NooPed, the man from the ↑cyberfield, just unwillingly re-hinted me via e-mail—we’re discussing yet another model of cyberspace ;-)— at ↑fusionanomaly by Atomjack. I’ve been there before several times, but through time it somehow got lost in my mind’s mælstrom. The website is one of the rare manifestations of the original hypertext-idea [see also ↵hypermedia ethnography]. A structured accumulation of thoughts, snippets, ideas, citations, and downloadable files of diverse formats and sizes bound together by countless criss-crossing hyperlinks. The problem of course is, that for the reader the structure quickly gets out of sight. Nevertheless it’s worthwhile to get lost inside fusionanomaly.
Another point of critique may be the site’s design. The choice of colours and background is surely not to everybody’s taste. But in the end the site is kept simple and straightforward. There is hardly anything pretentious, neither in usability nor in the html-sourcecode—granted, the plethora of animated .gifs is an exception.
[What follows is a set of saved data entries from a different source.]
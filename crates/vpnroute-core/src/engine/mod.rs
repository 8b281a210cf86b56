//! Route engine
//!
//! The RouteEngine is responsible for:
//! - Comparing desired route configuration with locally tracked state
//! - Driving the [`RouteReconciler`] to create, update, replace or delete routes
//! - Persisting the fields the route store returns
//! - Detecting routes that were deleted remotely
//!
//! ## Architecture
//!
//! ```text
//!  desired RouteSpec            tracked RouteState
//!         │                            │
//!         └──────────► plan() ◄────────┘
//!                        │
//!                        ▼
//!               ┌─────────────────┐        ┌─────────────┐
//!               │ RouteReconciler │───────►│ RouteStore  │
//!               └─────────────────┘        └─────────────┘
//!                        │
//!                        ▼
//!               ┌─────────────────┐
//!               │   StateStore    │  persist returned fields
//!               └─────────────────┘
//! ```
//!
//! ## Drift
//!
//! `apply` re-reads the tracked route before planning. A route deleted
//! remotely is dropped from tracking and created again; fields edited
//! remotely are planned against their current remote values.
//!
//! ## Resource Names
//!
//! Operations on one resource name are serialized. Different names proceed
//! independently, subject to the per-server gate of the reconciler.
//!
//! ## Partial Success
//!
//! When a route change is applied but the server cannot be restarted
//! ([`Error::StartServer`]), the engine still records the change before
//! returning the error, so tracked state never lags behind the route store.

use std::collections::BTreeMap;
use tokio::sync::mpsc;
use tracing::{debug, info, warn};

use crate::config::VpnRouteConfig;
use crate::error::{Error, Result};
use crate::events::ReconcileEvent;
use crate::gate::{ConcurrencyGate, GateScope};
use crate::reconciler::RouteReconciler;
use crate::registry::StoreRegistry;
use crate::resource::{Plan, RouteSpec, RouteState, plan};
use crate::traits::{Route, StateStore};

/// Result of applying one desired route
#[derive(Debug, Clone, PartialEq)]
pub enum ApplyOutcome {
    /// Route did not exist and was created
    Created(RouteState),
    /// Mutable fields were updated in place
    Updated(RouteState),
    /// A force-new field changed; the old route was deleted and a new one created
    Replaced(RouteState),
    /// Tracked state already matched
    Unchanged(RouteState),
}

impl ApplyOutcome {
    /// Tracked state after the apply
    pub fn state(&self) -> &RouteState {
        match self {
            ApplyOutcome::Created(state)
            | ApplyOutcome::Updated(state)
            | ApplyOutcome::Replaced(state)
            | ApplyOutcome::Unchanged(state) => state,
        }
    }
}

/// Summary of a [`RouteEngine::sync`] run
#[derive(Debug, Default)]
pub struct SyncReport {
    /// Outcome per desired route name
    pub applied: BTreeMap<String, ApplyOutcome>,
    /// Tracked names that were no longer desired and got destroyed
    pub destroyed: Vec<String>,
}

/// Keeps tracked route state in line with the route store
pub struct RouteEngine {
    /// Reconciler for remote operations
    reconciler: RouteReconciler,

    /// Local tracking of managed routes
    state_store: Box<dyn StateStore>,

    /// Exclusive locks keyed by resource name
    names: ConcurrencyGate,
}

impl RouteEngine {
    /// Create an engine from its parts
    pub fn new(reconciler: RouteReconciler, state_store: Box<dyn StateStore>) -> Self {
        Self {
            reconciler,
            state_store,
            names: ConcurrencyGate::new(GateScope::PerServer),
        }
    }

    /// Build an engine with stores created through `registry`
    ///
    /// # Returns
    ///
    /// A tuple of (engine, event_receiver)
    pub async fn from_config(
        registry: &StoreRegistry,
        config: &VpnRouteConfig,
    ) -> Result<(Self, mpsc::Receiver<ReconcileEvent>)> {
        config.validate()?;

        let route_store = registry.create_route_store(&config.route_store)?;
        let state_store = registry.create_state_store(&config.state_store).await?;
        let (reconciler, rx) = RouteReconciler::new(route_store, &config.reconciler)?;

        info!(
            "Route engine ready [route store: {}, state store: {}, gate: {:?}]",
            config.route_store.type_name(),
            config.state_store.type_name(),
            config.reconciler.gate_scope
        );

        Ok((Self::new(reconciler, state_store), rx))
    }

    /// The underlying reconciler
    pub fn reconciler(&self) -> &RouteReconciler {
        &self.reconciler
    }

    /// Tracked state for `name`, without contacting the route store
    pub async fn tracked(&self, name: &str) -> Result<Option<RouteState>> {
        self.state_store.get_route(name).await
    }

    /// Bring the route tracked as `name` to the desired configuration
    pub async fn apply(&self, name: &str, spec: &RouteSpec) -> Result<ApplyOutcome> {
        spec.validate()?;

        let _name = self.names.exclusive(name).await;
        self.apply_locked(name, spec).await
    }

    async fn apply_locked(&self, name: &str, spec: &RouteSpec) -> Result<ApplyOutcome> {
        let Some(prior) = self.refresh_locked(name).await? else {
            return self.create_tracked(name, spec).await.map(ApplyOutcome::Created);
        };

        match plan(Some(&prior), spec) {
            Plan::Unchanged => {
                debug!("Route {} is up to date", name);
                Ok(ApplyOutcome::Unchanged(prior))
            }
            Plan::Update(changes) => {
                match self
                    .reconciler
                    .update(&prior.server_id, &prior.id, &changes)
                    .await
                {
                    Ok(route) => self.track(name, &route).await.map(ApplyOutcome::Updated),
                    Err(e) if e.is_not_found() => {
                        // deleted remotely after the re-read
                        self.untrack_drifted(name, prior).await?;
                        self.create_tracked(name, spec).await.map(ApplyOutcome::Created)
                    }
                    Err(e) if e.mutation_applied() => {
                        self.resync_after_partial_success(name).await;
                        Err(e)
                    }
                    Err(e) => Err(e),
                }
            }
            Plan::Replace => {
                info!(
                    "Replacing route {} ({} on {} -> {} on {})",
                    name, prior.network, prior.server_id, spec.network, spec.server_id
                );
                self.delete_tracked(name, &prior).await?;
                self.create_tracked(name, spec).await.map(ApplyOutcome::Replaced)
            }
            Plan::Create => self.create_tracked(name, spec).await.map(ApplyOutcome::Created),
        }
    }

    /// Re-read the route tracked as `name` from the route store
    ///
    /// # Returns
    ///
    /// - `Ok(Some(RouteState))`: The refreshed state
    /// - `Ok(None)`: Nothing tracked, or the route was deleted remotely (tracking dropped)
    /// - `Err(Error)`: The route store could not be read
    pub async fn refresh(&self, name: &str) -> Result<Option<RouteState>> {
        let _name = self.names.exclusive(name).await;
        self.refresh_locked(name).await
    }

    async fn refresh_locked(&self, name: &str) -> Result<Option<RouteState>> {
        let Some(prior) = self.state_store.get_route(name).await? else {
            return Ok(None);
        };

        match self.reconciler.read(&prior.server_id, &prior.id).await {
            Ok(route) => self.track(name, &route).await.map(Some),
            Err(e) if e.is_not_found() => {
                self.untrack_drifted(name, prior).await?;
                Ok(None)
            }
            Err(e) => Err(e),
        }
    }

    async fn untrack_drifted(&self, name: &str, prior: RouteState) -> Result<()> {
        warn!(
            "Route {} ({} on server {}) no longer exists remotely, dropping it from tracking",
            name, prior.id, prior.server_id
        );
        self.state_store.delete_route(name).await?;
        self.reconciler.events().emit(ReconcileEvent::RouteDrifted {
            server_id: prior.server_id,
            route_id: prior.id,
        });
        Ok(())
    }

    /// Delete the route tracked as `name` and stop tracking it
    ///
    /// Returns `false` when nothing was tracked under `name`.
    pub async fn destroy(&self, name: &str) -> Result<bool> {
        let _name = self.names.exclusive(name).await;

        let Some(prior) = self.state_store.get_route(name).await? else {
            return Ok(false);
        };

        self.delete_tracked(name, &prior).await?;
        Ok(true)
    }

    /// Track an existing route, identified as `<serverId>-<routeId>`, under `name`
    pub async fn import(&self, name: &str, composite_id: &str) -> Result<RouteState> {
        let _name = self.names.exclusive(name).await;

        if self.state_store.get_route(name).await?.is_some() {
            return Err(Error::state_store(format!(
                "Route '{}' is already tracked, destroy or rename it before importing",
                name
            )));
        }

        let route = self.reconciler.import(composite_id).await?;
        self.track(name, &route).await
    }

    /// Apply every desired route, then destroy tracked routes that are no longer desired
    ///
    /// Stops at the first error; routes handled before it keep their new state.
    pub async fn sync(&self, desired: &BTreeMap<String, RouteSpec>) -> Result<SyncReport> {
        let mut report = SyncReport::default();

        for (name, spec) in desired {
            let outcome = self.apply(name, spec).await?;
            report.applied.insert(name.clone(), outcome);
        }

        for name in self.state_store.list_routes().await? {
            if !desired.contains_key(&name) && self.destroy(&name).await? {
                report.destroyed.push(name);
            }
        }

        self.state_store.flush().await?;
        self.names.prune_idle();
        self.reconciler.prune_idle_locks();
        info!(
            "Sync complete: {} applied, {} destroyed",
            report.applied.len(),
            report.destroyed.len()
        );
        Ok(report)
    }

    /// Persist pending state changes
    pub async fn flush(&self) -> Result<()> {
        self.state_store.flush().await
    }

    async fn create_tracked(&self, name: &str, spec: &RouteSpec) -> Result<RouteState> {
        match self.reconciler.create(spec).await {
            Ok(route) => self.track(name, &route).await,
            Err(e) if e.mutation_applied() => {
                // the created route is not returned on a failed restart; find it by network
                match self.reconciler.list(&spec.server_id).await {
                    Ok(routes) => {
                        if let Some(route) = routes.iter().find(|r| r.network == spec.network) {
                            self.track(name, route).await?;
                        }
                    }
                    Err(list_err) => warn!(
                        "Could not look up route {} after partial create: {}",
                        name, list_err
                    ),
                }
                Err(e)
            }
            Err(e) => Err(e),
        }
    }

    async fn delete_tracked(&self, name: &str, prior: &RouteState) -> Result<()> {
        match self.reconciler.delete(&prior.server_id, &prior.id).await {
            Ok(()) => {}
            Err(e) if e.is_not_found() => {
                debug!("Route {} was already gone remotely", name);
            }
            Err(e) if e.mutation_applied() => {
                self.state_store.delete_route(name).await?;
                return Err(e);
            }
            Err(e) => return Err(e),
        }

        self.state_store.delete_route(name).await
    }

    async fn resync_after_partial_success(&self, name: &str) {
        if let Err(e) = self.refresh_locked(name).await {
            warn!("Could not refresh route {} after partial success: {}", name, e);
        }
    }

    async fn track(&self, name: &str, route: &Route) -> Result<RouteState> {
        let state = RouteState::from_route(route);
        self.state_store.set_route(name, &state).await?;
        Ok(state)
    }
}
Just in April this year some protagonists of this part of the anthropological blogosphere made ↑tongue-in-cheek critical remarks on the design of ↑Noah Porter’s website ↑computer-mediated anthropology. My humble self ↵couldn’t resist the temptation, too. Noah wrote a lengthy and quite scholarly response on the ‘criticism’—unfortunately I can’t find it anymore, neither on the net nor on my HDD. Which is a pity, as I remember that it was quite substantial and carried some points I’d really like to discuss now.
Anyway, what i want to say is, that in the creation of websites the visible [design] and the less visible [html-sourcecode] parts of course are culturally shaped. Even ‘cyberculturally’ shaped. Noah Porter and me, we are socialized into different provinces of cyberculture. I go for clean, organised, and W3C-conform html, non-annoying, usable websites without fancy stuff or Java-script. [you judge if I am successful] Thanks for Kerim’s ↑recent note to developers: “Unfortunately, their web designer insists on using awful javascript pop-ups on nearly every link in the site. […] Leave it up to the user whether or not to open a link in a new window!”
↑Biella once courteously ↑wrote about my website: “[…] content and aesthetics [are] in a complementary relationship.” When i started to design the website I wanted that readers and myself do not get lost in its content, and I wanted to emulate the look’n’feel of my modding-community’s tools. Hence the topic-trees in the sidebars of site and blog, emulating the child-parent-up-to-worldspace hierarchy of MaxEd. When I found ↑nullpointer—home of the amazing ↑webtracer—I felt myself assured with the design.
Now to something entirely different [The truth is that I just entirely lost my trail of thought—but what I noted below still somehow matches the header ‘fusionanomaly’]
On ↑fusionanomaly’s start page there is this quote by ↑Werner Heisenberg:
Concerning the novelist’s art & craft, Stephen King is quite of the ↵same opinion.
When once asked in an interview how he developes his pictorial ideas, top-of-the-heap science-fiction illustrator ↑Jim Burns—one of my all-time heroes—basically answered: ‘Knowing where from and how …’ Burns collects all kinds of pictures that strike him. When sifting through glossy magazines while waiting at the dentist’s he now and then rips out a page and pockets it. Maybe an advertisement, a photography, a drawing, whatever. Back at home he files it away in an according cabinet. But way more important: a small scrap of memory is filed away in his mind. There it sits and maybe someday will react or even fuse with another slice of thought.
In the heads of human individuals there is a torrent of consciousness—sometimes becoming a mælstrom. Thoughts, sensations, impressions, and ideas tumbling around, meeting each other, sometimes reacting, fusing, giving birth to something new. When strands of that torrent are shared by a group of individuals we well may call that culture. [?] The anthropologist’s job is to hack into that torrent and create a similar one in his own head. When this project has been succesful? There is a benchmark for anthropological knowledge: Does the ethnographer / participant observator / thick participant succeed in social interaction with his ‘subjects’, or not?